Assessment Guide

for Families Adopting Cross-Racially/Cross-Culturally

 

 INTRODUCTION

When an applicant for adoption indicates an interest in parenting interracially/culturally, an assessment is to be made to determine their capacity and disposition to value, respect, appreciate and educate the child regarding the child’s racial, ethnic and cultural heritage and background. The assessment guide is to be used as part of this purpose.

The assessment guide is also to be used to assess an applicant who is interested in parenting a mixed race child of a race other than the applicant. This guide is also to be used to assess situations where a child is already in a cross-racial/cultural care giving situation. For example, a foster parent who has requested to adopt cross-racially/culturally the foster child in their home. In adoption situations, the worker is to complete the assessment and make a placement. This assessment must be completed before a cross-racial/cultural placement in adoption is made.

The assessment is to be completed as an integral part of the family study process. This process is by its nature personal and subjective for both the applicant and the worker. Therefore, it is essential that a worker be aware of his/her own personal biases and attitudes and have access to consultation and supervision throughout the process.

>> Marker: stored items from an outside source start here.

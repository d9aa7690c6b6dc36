//! Leading YAML metadata block detection and parsing.
//!
//! The block is parsed one top-level entry at a time so that a single bad
//! line never costs the rest of the metadata. Entries that do not parse are
//! kept verbatim under [`UNPARSED_KEY`].

use std::collections::BTreeMap;
use std::sync::LazyLock;

use regex::Regex;
use serde::{Deserialize, Serialize};
use serde_json::Value;

use crate::error::ExtractionWarning;

/// Key holding frontmatter lines that could not be parsed.
pub const UNPARSED_KEY: &str = "_unparsed";

const OPEN_DELIMITER: &str = "---";
const CLOSE_DELIMITERS: [&str; 2] = ["---", "..."];

static TOP_LEVEL_KEY: LazyLock<Regex> =
    LazyLock::new(|| Regex::new(r"^[^\s#\-].*?:(?:\s|$)").expect("static regex"));

/// Document metadata: string keys to scalar or list values.
///
/// Backed by an ordered map, so iteration (and therefore every rendering of
/// the metadata) is independent of source key order.
#[derive(Debug, Clone, Default, PartialEq, Serialize, Deserialize)]
#[serde(transparent)]
pub struct Frontmatter(BTreeMap<String, Value>);

impl Frontmatter {
    pub fn new() -> Self {
        Self::default()
    }

    pub fn get(&self, key: &str) -> Option<&Value> {
        self.0.get(key)
    }

    /// Insert a value; an existing value for the same key is replaced.
    pub fn insert(&mut self, key: impl Into<String>, value: Value) {
        self.0.insert(key.into(), value);
    }

    pub fn len(&self) -> usize {
        self.0.len()
    }

    pub fn is_empty(&self) -> bool {
        self.0.is_empty()
    }

    pub fn iter(&self) -> impl Iterator<Item = (&String, &Value)> {
        self.0.iter()
    }

    /// Explicit slug override, when the metadata carries a non-empty string.
    pub fn slug(&self) -> Option<&str> {
        self.0
            .get("slug")
            .and_then(Value::as_str)
            .map(str::trim)
            .filter(|s| !s.is_empty())
    }

    /// Tags from the `tags` key, de-duplicated in first-seen order.
    ///
    /// Accepts either a list of strings or a comma-separated string.
    pub fn tags(&self) -> Vec<String> {
        let raw: Vec<String> = match self.0.get("tags") {
            Some(Value::String(s)) => s.split(',').map(|t| t.trim().to_string()).collect(),
            Some(Value::Array(items)) => items
                .iter()
                .filter_map(|item| match item {
                    Value::String(s) => Some(s.trim().to_string()),
                    Value::Number(n) => Some(n.to_string()),
                    _ => None,
                })
                .collect(),
            _ => Vec::new(),
        };

        let mut tags: Vec<String> = Vec::new();
        for tag in raw {
            if !tag.is_empty() && !tags.contains(&tag) {
                tags.push(tag);
            }
        }
        tags
    }
}

/// Result of splitting a raw document into metadata and body.
#[derive(Debug)]
pub struct SplitDocument<'a> {
    pub frontmatter: Frontmatter,
    /// Remaining text after the closing delimiter line.
    pub body: &'a str,
    /// Number of bytes of `raw` consumed by the metadata block.
    pub offset: usize,
    pub warnings: Vec<ExtractionWarning>,
}

/// Detect and parse a leading `---` delimited metadata block.
///
/// A document that does not start with the delimiter line has no
/// frontmatter and is returned unchanged.
pub fn extract_frontmatter(raw: &str) -> SplitDocument<'_> {
    let mut lines = raw.split_inclusive('\n');
    let Some(first) = lines
        .next()
        .filter(|first| first.trim_end() == OPEN_DELIMITER)
    else {
        return SplitDocument {
            frontmatter: Frontmatter::new(),
            body: raw,
            offset: 0,
            warnings: Vec::new(),
        };
    };

    let mut offset = first.len();
    let mut block: Vec<&str> = Vec::new();
    let mut closed = false;
    for line in lines {
        offset += line.len();
        if CLOSE_DELIMITERS.contains(&line.trim_end()) {
            closed = true;
            break;
        }
        block.push(line.trim_end_matches(['\n', '\r']));
    }

    if !closed {
        let mut frontmatter = Frontmatter::new();
        frontmatter.insert(UNPARSED_KEY, Value::String(block.join("\n")));
        return SplitDocument {
            frontmatter,
            body: "",
            offset: raw.len(),
            warnings: vec![ExtractionWarning::UnterminatedFrontmatter],
        };
    }

    let (frontmatter, warnings) = parse_block(&block);
    SplitDocument {
        frontmatter,
        body: &raw[offset..],
        offset,
        warnings,
    }
}

/// One top-level entry plus its continuation lines.
struct Entry<'a> {
    /// 1-based document line of the entry's first line.
    line: usize,
    lines: Vec<&'a str>,
}

fn parse_block(block: &[&str]) -> (Frontmatter, Vec<ExtractionWarning>) {
    let mut frontmatter = Frontmatter::new();
    let mut warnings = Vec::new();
    let mut unparsed: Vec<&str> = Vec::new();
    let mut entries: Vec<Entry> = Vec::new();

    for (idx, &line) in block.iter().enumerate() {
        // Line 1 is the opening delimiter.
        let line_no = idx + 2;
        let is_blank = line.trim().is_empty() || line.starts_with('#');

        if TOP_LEVEL_KEY.is_match(line) {
            entries.push(Entry {
                line: line_no,
                lines: vec![line],
            });
        } else if is_blank || line.starts_with([' ', '\t']) || line.starts_with("- ") {
            match entries.last_mut() {
                Some(entry) => entry.lines.push(line),
                None if is_blank => {}
                None => {
                    warnings.push(ExtractionWarning::MalformedFrontmatter {
                        line: line_no,
                        message: "continuation line without a key".to_string(),
                    });
                    unparsed.push(line);
                }
            }
        } else {
            warnings.push(ExtractionWarning::MalformedFrontmatter {
                line: line_no,
                message: "expected `key: value`".to_string(),
            });
            unparsed.push(line);
        }
    }

    for entry in entries {
        let text = entry.lines.join("\n");
        match parse_entry(&text) {
            Ok(pairs) => {
                for (key, value) in pairs {
                    frontmatter.insert(key, value);
                }
            }
            Err(message) => {
                warnings.push(ExtractionWarning::MalformedFrontmatter {
                    line: entry.line,
                    message,
                });
                unparsed.extend(entry.lines);
            }
        }
    }

    if !unparsed.is_empty() {
        frontmatter.insert(UNPARSED_KEY, Value::String(unparsed.join("\n")));
    }

    (frontmatter, warnings)
}

fn parse_entry(text: &str) -> Result<Vec<(String, Value)>, String> {
    let yaml: serde_yaml::Value = serde_yaml::from_str(text).map_err(|e| e.to_string())?;
    let serde_yaml::Value::Mapping(mapping) = yaml else {
        return Err("expected a mapping".to_string());
    };

    mapping
        .into_iter()
        .map(|(key, value)| {
            let key = match key {
                serde_yaml::Value::String(s) => s,
                other => return Err(format!("non-string key {other:?}")),
            };
            let value = serde_json::to_value(&value).map_err(|e| e.to_string())?;
            Ok((key, value))
        })
        .collect()
}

The assessment guide is to be used by the worker to assist the applicant in identifying the applicant’s own needs, experiences, sensitivities, motivation, ideas, values, and priorities as they relate to parenting a child of another race.  The study process is an educational process and as such should be initiated in a manner which allows self-evaluation by the applicant of his/her capabilities and limitations. At the same time, it is the responsibility of the worker and the agency to reach a conclusion and make a recommendation based on the study, regarding the applicant’s ability to parent cross-racially/culturally.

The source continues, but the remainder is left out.